Rate drops could spur new refi mania
By JEFF LAZERSON / CONTRIBUTING COLUMNIST
Oh my goodness! The stock market is tanking and the bond market is rallying. Translation: refi mania is upon us again.
Talk about déjà vu. It was almost exactly one year ago that I was writing to you about rates plunging. Here we are again. What else could you expect?
Let’s see, oil prices have gone from $100 a barrel to $30 a barrel – a 70 percent collapse. Many countries, particularly Middle-Eastern oil dependent countries, are vulnerable to economic collapse. It’s already a hornet’s nest in North Africa and Europe in terms of political leadership and turf wars. China has lost much of its momentum.
As a result, it’s the old flight to quality story.

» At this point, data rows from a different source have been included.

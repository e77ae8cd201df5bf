//! Type map shape over an installed package tree.

use sourcefiles_core::diagnostics::codes;
use sourcefiles_core::{Engine, EngineConfig};
use std::fs;
use std::path::Path;
use tempfile::tempdir;

fn write(path: &Path, contents: &str) {
    fs::create_dir_all(path.parent().unwrap()).unwrap();
    fs::write(path, contents).unwrap();
}

#[test]
fn test_type_map_shape() {
    let dir = tempdir().unwrap();
    let nm = dir.path().join("node_modules");
    write(
        &nm.join("thimbleberry/package.json"),
        r#"{"name": "thimbleberry", "types": "dist/index.d.ts", "dependencies": {"@reactively/core": "1", "left-out": "1"}}"#,
    );
    write(&nm.join("thimbleberry/dist/index.d.ts"), "export * from './shader';");
    write(&nm.join("thimbleberry/dist/shader.d.ts"), "export declare function shader(): void;");
    write(&nm.join("thimbleberry/dist/index.js"), "export {};");
    write(&nm.join("@reactively/core/package.json"), r#"{"name": "@reactively/core", "files": ["dist"]}"#);
    write(&nm.join("@reactively/core/dist/core.d.ts"), "export {};");
    write(&nm.join("@reactively/core/src/private.d.ts"), "export {};");

    let engine = Engine::new(EngineConfig::default());
    let types = engine.type_files("thimbleberry", dir.path()).unwrap();
    let keys: Vec<&str> = types.files.keys().map(String::as_str).collect();

    assert_eq!(
        keys.iter()
            .filter(|k| **k == "file:///node_modules/thimbleberry/package.json")
            .count(),
        1
    );
    assert!(keys.iter().filter(|k| k.ends_with(".d.ts")).count() >= 2);
    assert!(keys.contains(&"file:///node_modules/@reactively/core/dist/core.d.ts"));
    assert!(keys.contains(&"file:///node_modules/@reactively/core/package.json"));
    assert!(!keys.iter().any(|k| k.contains("private.d.ts")));
    assert!(!keys.iter().any(|k| k.ends_with(".js")));
    assert!(keys.iter().all(|k| k.starts_with("file:///node_modules/")));
    assert_eq!(types.diagnostics.with_code(codes::TYPE_DEPENDENCY_MISSING).count(), 1);

    let again = engine.type_files("thimbleberry", dir.path()).unwrap();
    assert_eq!(types, again);
}

#[test]
fn test_custom_virtual_root() {
    let dir = tempdir().unwrap();
    write(&dir.path().join("node_modules/pkg/package.json"), r#"{"name": "pkg"}"#);
    write(&dir.path().join("node_modules/pkg/index.d.ts"), "export {};");

    let engine = Engine::new(EngineConfig::default().with_virtual_root("file:///vendor/"));
    let types = engine.type_files("pkg", dir.path()).unwrap();
    assert!(types.files.contains_key("file:///vendor/pkg/index.d.ts"));
}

People from all over the world are putting money in U.S. treasury securities.
“The bond market rally in respect to the 10-year Treasury is a result of world-wide problems. (We are seeing) flight from risk to safety,” said Lynn Fisher, vice president of research and economics at the Mortgage Bankers Association.
On Dec. 30, the 10-year Treasury yield curve rate was 2.32 percent. As of early Thursday (my column deadline) the 10-year rate was 2.08 percent.

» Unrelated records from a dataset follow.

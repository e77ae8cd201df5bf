//! Logging setup. Library crates only emit `tracing` events; the subscriber
//! is installed here.

use tracing::Level;
use tracing_subscriber::{fmt, prelude::*, EnvFilter};

/// Install the global subscriber. Logs always go to stderr so stdout stays
/// a clean JSON document.
///
/// `verbosity`: 0 = WARN, 1 = DEBUG, 2+ = TRACE. `RUST_LOG` is honored and
/// the flag adds directives on top of it.
pub fn init(verbosity: u8, json: bool) {
    let level = match verbosity {
        0 => Level::WARN,
        1 => Level::DEBUG,
        _ => Level::TRACE,
    };

    let mut filter = EnvFilter::try_from_default_env().unwrap_or_else(|_| EnvFilter::new("warn"));
    if verbosity > 0 {
        for target in ["sourcefiles_core", "sourcefiles"] {
            if let Ok(directive) = format!("{target}={level}").parse() {
                filter = filter.add_directive(directive);
            }
        }
    }

    let subscriber = tracing_subscriber::registry().with(filter);

    if json {
        subscriber
            .with(
                fmt::layer()
                    .json()
                    .with_current_span(true)
                    .with_span_list(false)
                    .with_writer(std::io::stderr),
            )
            .init();
    } else {
        subscriber
            .with(fmt::layer().with_target(false).with_writer(std::io::stderr))
            .init();
    }
}
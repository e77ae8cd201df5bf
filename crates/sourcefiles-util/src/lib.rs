#![deny(clippy::all)]
#![warn(clippy::pedantic)]
#![allow(clippy::module_name_repetitions)]

//! Shared utilities for sourcefiles.
//!
//! This crate provides pure helper functions with no logging/tracing dependencies.
//! Logging is handled by the CLI crate to keep this library lightweight.

pub mod fs;
pub mod hash;
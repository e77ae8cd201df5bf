//! `sourcefiles type-files` command.

use super::{fail_core, print_ok};
use miette::Result;
use sourcefiles_core::Engine;
use std::path::Path;

pub fn run(engine: &Engine, cwd: &Path, specifier: &str, json: bool) -> Result<()> {
    match engine.type_files(specifier, cwd) {
        Ok(types) => {
            tracing::info!(specifier, files = types.files.len(), "type files collected");
            print_ok(&types, json)
        }
        Err(e) => fail_core(&e, json),
    }
}
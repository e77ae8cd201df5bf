#![deny(clippy::all)]
#![warn(clippy::pedantic)]
#![allow(clippy::module_name_repetitions)]
#![allow(clippy::missing_errors_doc)]
#![allow(clippy::too_many_lines)]
#![allow(clippy::return_self_not_must_use)]

//! Module graph resolution and content-addressed import rewriting.
//!
//! Given a package specifier and a project root, the engine produces an
//! import map (specifier to patched ES module text, every import rewritten
//! to a `<name>-<hash>` key of the same map) and a type map (virtual path to
//! declaration file and manifest text).

pub mod config;
pub mod diagnostics;
pub mod engine;
pub mod error;
pub mod host;
pub mod loader;
pub mod naming;
pub mod normalize;
pub mod patch;
pub mod resolver;
pub mod scan;
pub mod specifier;
pub mod typefiles;
pub mod walk;

pub use config::EngineConfig;
pub use diagnostics::{Diagnostic, Diagnostics, Severity};
pub use engine::{Engine, SourceFiles};
pub use error::{Error, Result};
pub use host::{render_data_module, Trigger, TriggerKind};
pub use loader::{ModuleCache, ModuleRecord};
pub use naming::make_unique_id;
pub use resolver::{ModuleLocation, Resolution, Resolver, Stage, StageOutcome};
pub use scan::{scan, ImportReference, ReferenceKind};
pub use typefiles::{collect_type_files, TypeFiles, TypeMap};
pub use walk::{ImportMap, WalkOutput, Walker};

/// Crate version.
pub const VERSION: &str = env!("CARGO_PKG_VERSION");
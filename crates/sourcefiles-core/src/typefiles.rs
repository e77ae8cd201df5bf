//! Type declaration collection.
//!
//! Gathers the `package.json` and declaration files of a package, its
//! `@types` shadow package and its runtime dependencies, keyed by a virtual
//! path that places every package directly under the virtual
//! `node_modules` root.

use crate::config::EngineConfig;
use crate::diagnostics::{codes, Diagnostic, Diagnostics};
use crate::error::{Error, Result};
use crate::resolver::{package_dirs, Manifest, ManifestCache, MANIFEST};
use crate::specifier::{PackageSpecifier, SpecifierKind};
use rayon::prelude::*;
use rustc_hash::FxHashSet;
use serde::Serialize;
use sourcefiles_util::fs::{read_utf8, relative_slash};
use std::collections::btree_map::Entry;
use std::collections::BTreeMap;
use std::path::{Path, PathBuf};
use walkdir::WalkDir;

/// Virtual path to file text.
pub type TypeMap = BTreeMap<String, String>;

/// Result of a type file collection.
#[derive(Debug, Clone, Default, PartialEq, Eq, Serialize)]
pub struct TypeFiles {
    pub files: TypeMap,
    pub diagnostics: Diagnostics,
}

/// A package queued for collection.
struct PendingPackage {
    name: String,
    dir: PathBuf,
}

/// Collect type files for `specifier`, located from `root`.
///
/// Bare specifiers (including deep subpaths) name their package; relative
/// and absolute specifiers use the nearest enclosing `package.json`.
///
/// # Errors
/// Fails if the root package cannot be located, a manifest is malformed, or
/// a collected file cannot be read. Missing dependencies are diagnostics.
pub fn collect_type_files(config: &EngineConfig, specifier: &str, root: &Path) -> Result<TypeFiles> {
    let collector = Collector {
        config,
        manifests: ManifestCache::new(),
        visited: FxHashSet::default(),
        output: TypeFiles::default(),
    };
    collector.run(specifier, root)
}

struct Collector<'a> {
    config: &'a EngineConfig,
    manifests: ManifestCache,
    visited: FxHashSet<PathBuf>,
    output: TypeFiles,
}

impl Collector<'_> {
    fn run(mut self, specifier: &str, root: &Path) -> Result<TypeFiles> {
        let entry = self.locate_root(specifier, root)?;
        tracing::debug!(package = %entry.name, dir = %entry.dir.display(), "collecting type files");

        let mut queue = vec![entry];
        while let Some(pending) = queue.pop() {
            let next = self.collect_package(&pending)?;
            queue.extend(next.into_iter().rev());
        }

        tracing::debug!(files = self.output.files.len(), "type files collected");
        Ok(self.output)
    }

    fn locate_root(&self, specifier: &str, root: &Path) -> Result<PendingPackage> {
        let not_found = |reason: &str| Error::resolution(specifier, root, reason);

        match SpecifierKind::of(specifier) {
            SpecifierKind::Bare => {
                let pkg = PackageSpecifier::parse(specifier).map_err(not_found)?;
                let dir = package_dirs(pkg.name, root)
                    .find(|dir| dir.join(MANIFEST).is_file())
                    .ok_or_else(|| not_found("PACKAGE_NOT_FOUND"))?;
                Ok(PendingPackage {
                    name: pkg.name.to_string(),
                    dir,
                })
            }
            SpecifierKind::Relative | SpecifierKind::Absolute => {
                let manifest = self
                    .manifests
                    .nearest(&root.join(specifier))?
                    .ok_or_else(|| not_found("PACKAGE_NOT_FOUND"))?;
                let dir = manifest.dir().to_path_buf();
                let name = manifest
                    .str_field("name")
                    .map(str::to_string)
                    .or_else(|| dir.file_name().map(|n| n.to_string_lossy().into_owned()))
                    .ok_or_else(|| not_found("PACKAGE_NOT_FOUND"))?;
                Ok(PendingPackage { name, dir })
            }
            SpecifierKind::Url | SpecifierKind::PackageImport => Err(not_found("UNSUPPORTED_SCHEME")),
        }
    }

    /// Collect one package; returns the packages it leads to.
    fn collect_package(&mut self, pending: &PendingPackage) -> Result<Vec<PendingPackage>> {
        let canonical = dunce::canonicalize(&pending.dir).map_err(|source| Error::Load {
            path: pending.dir.clone(),
            source,
        })?;
        if !self.visited.insert(canonical) {
            return Ok(Vec::new());
        }

        let Some(manifest) = self.manifests.in_dir(&pending.dir)? else {
            return Ok(Vec::new());
        };

        let sources = self.declaration_sources(&pending.dir, &manifest);
        let loaded: Vec<(String, String)> = sources
            .into_par_iter()
            .map(|(rel, path)| {
                read_utf8(&path)
                    .map(|contents| (rel, contents))
                    .map_err(|source| Error::Load { path, source })
            })
            .collect::<Result<_>>()?;

        tracing::trace!(package = %pending.name, files = loaded.len(), "package type files");
        for (rel, contents) in loaded {
            let virtual_path = format!("{}{}/{}", self.config.virtual_root, pending.name, rel);
            match self.output.files.entry(virtual_path) {
                Entry::Vacant(slot) => {
                    slot.insert(contents);
                }
                Entry::Occupied(slot) if *slot.get() != contents => {
                    let message = format!("'{}' is already collected from another copy of '{}'", slot.key(), pending.name);
                    self.output.diagnostics.push(
                        Diagnostic::warning(codes::DUPLICATE_TYPE_PATH, message)
                            .with_path(pending.dir.join(&rel)),
                    );
                }
                Entry::Occupied(_) => {}
            }
        }

        Ok(self.linked_packages(pending, &manifest))
    }

    /// Files to read for one package: relative slash path to real path.
    fn declaration_sources(&mut self, dir: &Path, manifest: &Manifest) -> BTreeMap<String, PathBuf> {
        let mut found = BTreeMap::new();
        found.insert(MANIFEST.to_string(), manifest.path.clone());

        if let Some(entry) = manifest.types_entry() {
            let path = dir.join(entry);
            if path.is_file() {
                self.add(dir, &path, &mut found);
            } else {
                self.output.diagnostics.push(
                    Diagnostic::warning(
                        codes::TYPES_ENTRY_MISSING,
                        format!("types entry '{entry}' does not exist"),
                    )
                    .with_path(&manifest.path),
                );
            }
        }

        match manifest.files() {
            Some(entries) => {
                for entry in entries {
                    self.add_files_entry(dir, entry, &mut found);
                }
            }
            None => self.add_tree(dir, dir, &mut found),
        }
        found
    }

    /// One entry of the manifest `files` list: a file, a directory, or a glob.
    fn add_files_entry(&self, dir: &Path, entry: &str, found: &mut BTreeMap<String, PathBuf>) {
        let entry = entry.trim_start_matches("./");
        if entry.is_empty() || entry.starts_with('!') {
            return;
        }

        if entry.contains(['*', '?', '[']) {
            let pattern = format!("{}/{}", glob::Pattern::escape(&dir.to_string_lossy()), entry);
            let Ok(paths) = glob::glob(&pattern) else {
                return;
            };
            for path in paths.flatten() {
                if path.is_dir() {
                    self.add_tree(dir, &path, found);
                } else if self.is_declaration(&path) {
                    self.add(dir, &path, found);
                }
            }
            return;
        }

        let path = dir.join(entry);
        if path.is_dir() {
            self.add_tree(dir, &path, found);
        } else if path.is_file() && self.is_declaration(&path) {
            self.add(dir, &path, found);
        }
    }

    /// Every declaration file below `start`, skipping nested `node_modules`.
    fn add_tree(&self, dir: &Path, start: &Path, found: &mut BTreeMap<String, PathBuf>) {
        let walker = WalkDir::new(start)
            .follow_links(true)
            .into_iter()
            .filter_entry(|e| e.depth() == 0 || e.file_name() != "node_modules");

        for entry in walker.filter_map(std::result::Result::ok) {
            if entry.file_type().is_file() && self.is_declaration(entry.path()) {
                self.add(dir, entry.path(), found);
            }
        }
    }

    fn add(&self, dir: &Path, path: &Path, found: &mut BTreeMap<String, PathBuf>) {
        let Some(rel) = relative_slash(dir, path) else {
            return;
        };
        if rel.split('/').any(|segment| segment == "node_modules") {
            return;
        }
        found.entry(rel).or_insert_with(|| path.to_path_buf());
    }

    fn is_declaration(&self, path: &Path) -> bool {
        path.file_name()
            .is_some_and(|name| self.config.is_declaration(&name.to_string_lossy()))
    }

    /// The `@types` shadow package and runtime dependencies of a package.
    fn linked_packages(&mut self, pending: &PendingPackage, manifest: &Manifest) -> Vec<PendingPackage> {
        let mut linked = Vec::new();

        if self.config.follow_types_packages && !pending.name.starts_with("@types/") {
            if let Ok(pkg) = PackageSpecifier::parse(&pending.name) {
                let types_name = pkg.types_package();
                if let Some(dir) = find_package(&types_name, &pending.dir) {
                    linked.push(PendingPackage {
                        name: types_name,
                        dir,
                    });
                }
            }
        }

        for dep in manifest.dependencies() {
            match find_package(dep, &pending.dir) {
                Some(dir) => linked.push(PendingPackage {
                    name: dep.to_string(),
                    dir,
                }),
                None => self.output.diagnostics.push(
                    Diagnostic::warning(
                        codes::TYPE_DEPENDENCY_MISSING,
                        format!("dependency '{dep}' of '{}' has no package.json", pending.name),
                    )
                    .with_path(&manifest.path),
                ),
            }
        }

        linked
    }
}

/// Nearest installed package `name` (with a manifest) visible from `from`.
fn find_package(name: &str, from: &Path) -> Option<PathBuf> {
    package_dirs(name, from).find(|dir| dir.join(MANIFEST).is_file())
}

In terms of 30-year fixed mortgage rates, pick a rate, any rate. The cost of that loan is roughly 1.375 points cheaper in just over two weeks. On a $417,000 loan amount, that’s $5,733. Or, in terms of interest rate instead of paying points, you are 0.25 percent lower in rate now than you were on Dec. 30. Going from 3.75 to 3.5 percent means a $58 lower payment per month.
If you happen to be in escrow on a purchase application, and you’ve locked your rate in, some lenders will consider something called a float-down rate. What that means is if the market is better by at least 0.375 percent in points from the date you locked, they may give you a portion of the fee reduction – say 0.125 or 0.25 percent.
In defense of the lenders, it costs them money for these forward rate locks and their subsequent non-deliveries. That’s why they don’t give you a dollar for dollar reduction. Remember, you don’t have to lock your loan up front either. Your lender will honor the lock if rates worsen.
My advice is always lock your rate upfront – a bird in the hand. If rates improve, ask for a float-down.
For existing mortgages, is there an opportunity for you to take advantage of this rate downturn? Maybe.
In my experience most people will go through the application process if they can save $100 per month or more on a no-cost loan. If your rate is over 4 percent, I say start shopping. Today, the typical adjustable rate mortgage is very close in price to a fixed rate. So, I suggest you focus on fixed and the payment certainty.